Yani, "ben turist rehberinin zeki, çevik ve hanut almayanını severim" gibi bir palavra yumurtlamak mümkün görünmüyor bu durumda...
Ana baba işin bahanesi tabii, amaç acentanın reklamını yapmak, buna da hiçkimsenin ağzını açamayacağı bir kılıf uydurmak. Hani, maç öncesi ekranlarda beliren "her iki takıma da başarılar dileriz, imza Zırtıloğlu Sucukları" gibilerden.
Aman, sakın önümüzdeki Babalar Günü'nde de Ali Rıza Bey'in resmini koyup "bir baba da bütün dünyayı değiştirir" falan demesinler, çünkü o resmin Ali Rıza Bey'e ait olmadığı, 1876 yılında Selanik'te oluşturulan inzibat taburlarından birinin toplu fotoğrafından rastgele alınmış kimliği bilinmeyen bir subayın olduğu kanıtlandı! (Atatürk bakmış da "bu bizim peder değil ki" deyivermiş.)
Aman aman, hele Ermiş Valentine Günü... Hafazanallah!
Yani düşünebiliyor musunuz, Fikriye Hanım'ın hülyalı bakışlı bir fotoğrafı, altında: "Bir sevgili Türkiye Cumhuriyeti'ni kurdurabilir, işte aşkın gücü!"
Ezcümle diyorlar ki Zübeyde Hanım, Atatürk'ü doğurmakla dünyayı değiştirmiş.
Kutlu doğumun Brezilya ya da Papua- Yeni Gine gibi ülkelerde ne gibi sarsıntılara yol açtığını hatırlayamadım.
Ama tarih bilgim şuna yetiyor: Atatürk'ün, annesi Zübeyde Hanım'la ilişkisi çocukluk yıllarından beri bozuktu.
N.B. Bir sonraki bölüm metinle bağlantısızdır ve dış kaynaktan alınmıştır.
// SPDX-License-Identifier: AGPL-3.0-or-later
// Copyright (C) 2025 Blackman Artificial Intelligence Technologies Inc.

//! Preset dataset
//!
//! The dataset is a static table loaded once. Each row pairs a hardware
//! triple with a recommendation payload; the triple is normalized into a
//! `RecordKey` when the row is read and never changes afterwards.

pub mod cache;
pub mod columns;
mod loader;

use std::collections::{HashMap, HashSet};
use std::path::{Path, PathBuf};

use chrono::{DateTime, Utc};
use serde::{Deserialize, Serialize};

use crate::error::{DatasetError, Result};
use crate::normalize::{normalize_cpu, normalize_gpu, normalize_ram};

pub use cache::DatasetCache;
pub use columns::Column;

/// Canonical key triple used for matching
#[derive(Debug, Clone, PartialEq, Eq, Hash)]
pub struct RecordKey {
    pub cpu: String,
    pub gpu: String,
    pub ram: String,
}

impl RecordKey {
    /// Normalize raw descriptors into a key.
    pub fn from_descriptors(cpu: &str, gpu: &str, ram: &str) -> Self {
        Self {
            cpu: normalize_cpu(cpu),
            gpu: normalize_gpu(gpu),
            ram: normalize_ram(ram),
        }
    }
}

/// Recommendation text carried by a record
#[derive(Debug, Clone, Default, PartialEq, Eq, Serialize, Deserialize)]
#[serde(rename_all = "camelCase")]
pub struct Payload {
    pub game_settings: String,
    pub launch_options: String,
    pub control_panel: String,
    pub windows_optimization: String,
    pub fps_estimate: String,
    pub source: String,
}

/// One dataset row
#[derive(Debug, Clone, PartialEq, Eq, Serialize)]
pub struct HardwareRecord {
    pub cpu: String,
    pub gpu: String,
    pub ram: String,
    #[serde(flatten)]
    pub payload: Payload,
    #[serde(skip)]
    key: RecordKey,
}

impl HardwareRecord {
    pub fn new(
        cpu: impl Into<String>,
        gpu: impl Into<String>,
        ram: impl Into<String>,
        payload: Payload,
    ) -> Self {
        let (cpu, gpu, ram) = (cpu.into(), gpu.into(), ram.into());
        let key = RecordKey::from_descriptors(&cpu, &gpu, &ram);
        Self {
            cpu,
            gpu,
            ram,
            payload,
            key,
        }
    }

    /// Matching key derived from the descriptors. Not for display.
    pub fn key(&self) -> &RecordKey {
        &self.key
    }
}

/// Counters collected while loading
#[derive(Debug, Clone, Default, PartialEq, Eq, Serialize)]
#[serde(rename_all = "camelCase")]
pub struct LoadReport {
    /// Data rows in the file (header excluded)
    pub rows_read: usize,
    /// Rows kept as records
    pub records: usize,
    /// Rows with all three descriptors empty
    pub skipped_blank: usize,
    /// Records whose key repeats an earlier record; unreachable by lookup
    pub duplicates: usize,
}

/// Distinct descriptors as written in the dataset, in first-seen order
#[derive(Debug, Clone, Default, PartialEq, Eq, Serialize)]
pub struct HardwareOptions {
    pub cpus: Vec<String>,
    pub gpus: Vec<String>,
    pub rams: Vec<String>,
}

/// Loaded, indexed preset table
#[derive(Debug)]
pub struct Dataset {
    records: Vec<HardwareRecord>,
    index: HashMap<RecordKey, usize>,
    source: PathBuf,
    loaded_at: DateTime<Utc>,
    report: LoadReport,
}

impl Dataset {
    /// Load and index the table at `path`.
    pub fn load(path: &Path) -> Result<Self> {
        if !path.exists() {
            return Err(DatasetError::NotFound(path.display().to_string()).into());
        }

        tracing::debug!("Loading preset dataset from {}", path.display());
        let table = loader::read_table(path)?;
        if table.records.is_empty() {
            return Err(DatasetError::Empty(path.display().to_string()).into());
        }
        if table.skipped_blank > 0 {
            tracing::warn!(
                "Skipped {} row(s) without CPU, GPU or RAM in {}",
                table.skipped_blank,
                path.display()
            );
        }

        let dataset = Self::build(table.records, path, table.rows_read, table.skipped_blank);
        tracing::debug!(
            "Indexed {} records ({} unique keys) from {}",
            dataset.records.len(),
            dataset.index.len(),
            path.display()
        );
        Ok(dataset)
    }

    /// Build a dataset from records already in memory.
    pub fn from_records(records: Vec<HardwareRecord>, source: impl Into<PathBuf>) -> Self {
        let rows = records.len();
        Self::build(records, source, rows, 0)
    }

    fn build(
        records: Vec<HardwareRecord>,
        source: impl Into<PathBuf>,
        rows_read: usize,
        skipped_blank: usize,
    ) -> Self {
        let source = source.into();
        let mut index = HashMap::with_capacity(records.len());
        let mut duplicates = 0;

        for (position, record) in records.iter().enumerate() {
            if index.contains_key(record.key()) {
                duplicates += 1;
                continue;
            }
            index.insert(record.key().clone(), position);
        }

        if duplicates > 0 {
            tracing::warn!(
                "{} duplicate preset row(s) in {}; only the first of each is used",
                duplicates,
                source.display()
            );
        }

        let report = LoadReport {
            rows_read,
            records: records.len(),
            skipped_blank,
            duplicates,
        };

        Self {
            records,
            index,
            source,
            loaded_at: Utc::now(),
            report,
        }
    }

    /// First record whose key equals `key`.
    pub fn find(&self, key: &RecordKey) -> Option<&HardwareRecord> {
        self.index.get(key).map(|&position| &self.records[position])
    }

    /// Records that lookup can reach: the first of each key, in file order.
    pub fn reachable(&self) -> impl Iterator<Item = &HardwareRecord> {
        self.records
            .iter()
            .enumerate()
            .filter(|(position, record)| self.index.get(record.key()) == Some(position))
            .map(|(_, record)| record)
    }

    /// Distinct CPU, GPU and RAM values for selection lists.
    pub fn options(&self) -> HardwareOptions {
        fn distinct<'a>(values: impl Iterator<Item = &'a str>) -> Vec<String> {
            let mut seen = HashSet::new();
            values
                .filter(|value| !value.is_empty())
                .filter(|value| seen.insert(*value))
                .map(str::to_string)
                .collect()
        }

        HardwareOptions {
            cpus: distinct(self.records.iter().map(|r| r.cpu.as_str())),
            gpus: distinct(self.records.iter().map(|r| r.gpu.as_str())),
            rams: distinct(self.records.iter().map(|r| r.ram.as_str())),
        }
    }

    pub fn records(&self) -> &[HardwareRecord] {
        &self.records
    }

    pub fn len(&self) -> usize {
        self.records.len()
    }

    pub fn is_empty(&self) -> bool {
        self.records.is_empty()
    }

    pub fn source(&self) -> &Path {
        &self.source
    }

    pub fn loaded_at(&self) -> DateTime<Utc> {
        self.loaded_at
    }

    pub fn report(&self) -> &LoadReport {
        &self.report
    }
}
Araları hiç yoktu.
Ali Rıza Bey'in genç yaşta ölümünden sonra annesinin yeniden evlenmiş, başına üvey baba getirmiş olmasını bir türlü hazmedememiş, kabullenememişti. Bu yüzden evden kaçmış, Selanik'ten Manastır'a gidip yatılı askeri okula yazılmıştı. Yani Zübeyde Hanım dolaylı da olsa dünyayı değiştirmeye asıl o zaman başlamış denebilir. Atatürk, Zübeyde Hanım "sayesinde" değil, "ona rağmen" asker olmuştu.
Büyük aşkı Fikriye Hanım da, üvey babası Ragıp Bey'in kardeşinin kızı, yani üvey kuzinidir!
Yetmiş yaşına gelip de bunları bilmeyen, bizden okuyunca "vay canına" diyen okurlarım için üzgünüm. Kabahat onların değil, bunları saklı tutan ve bizim yıllardır eleştirdiğimiz "Kemalizm esnafı"nındır.
Araları o kadar bozuktu ki, Atatürk, Zübeyde Hanım'ın cenazesine bile gitmedi de, kendisini temsilen yaverini gönderdi.
"Benim oğlum büyüyünce paşa olur inşallah" cümlesi, her Osmanlı anasının diline pelesenk ettiği bir temennidir. O kadar. Bana da söylerlerdi, paşa olmadım, gazeteci kaldım.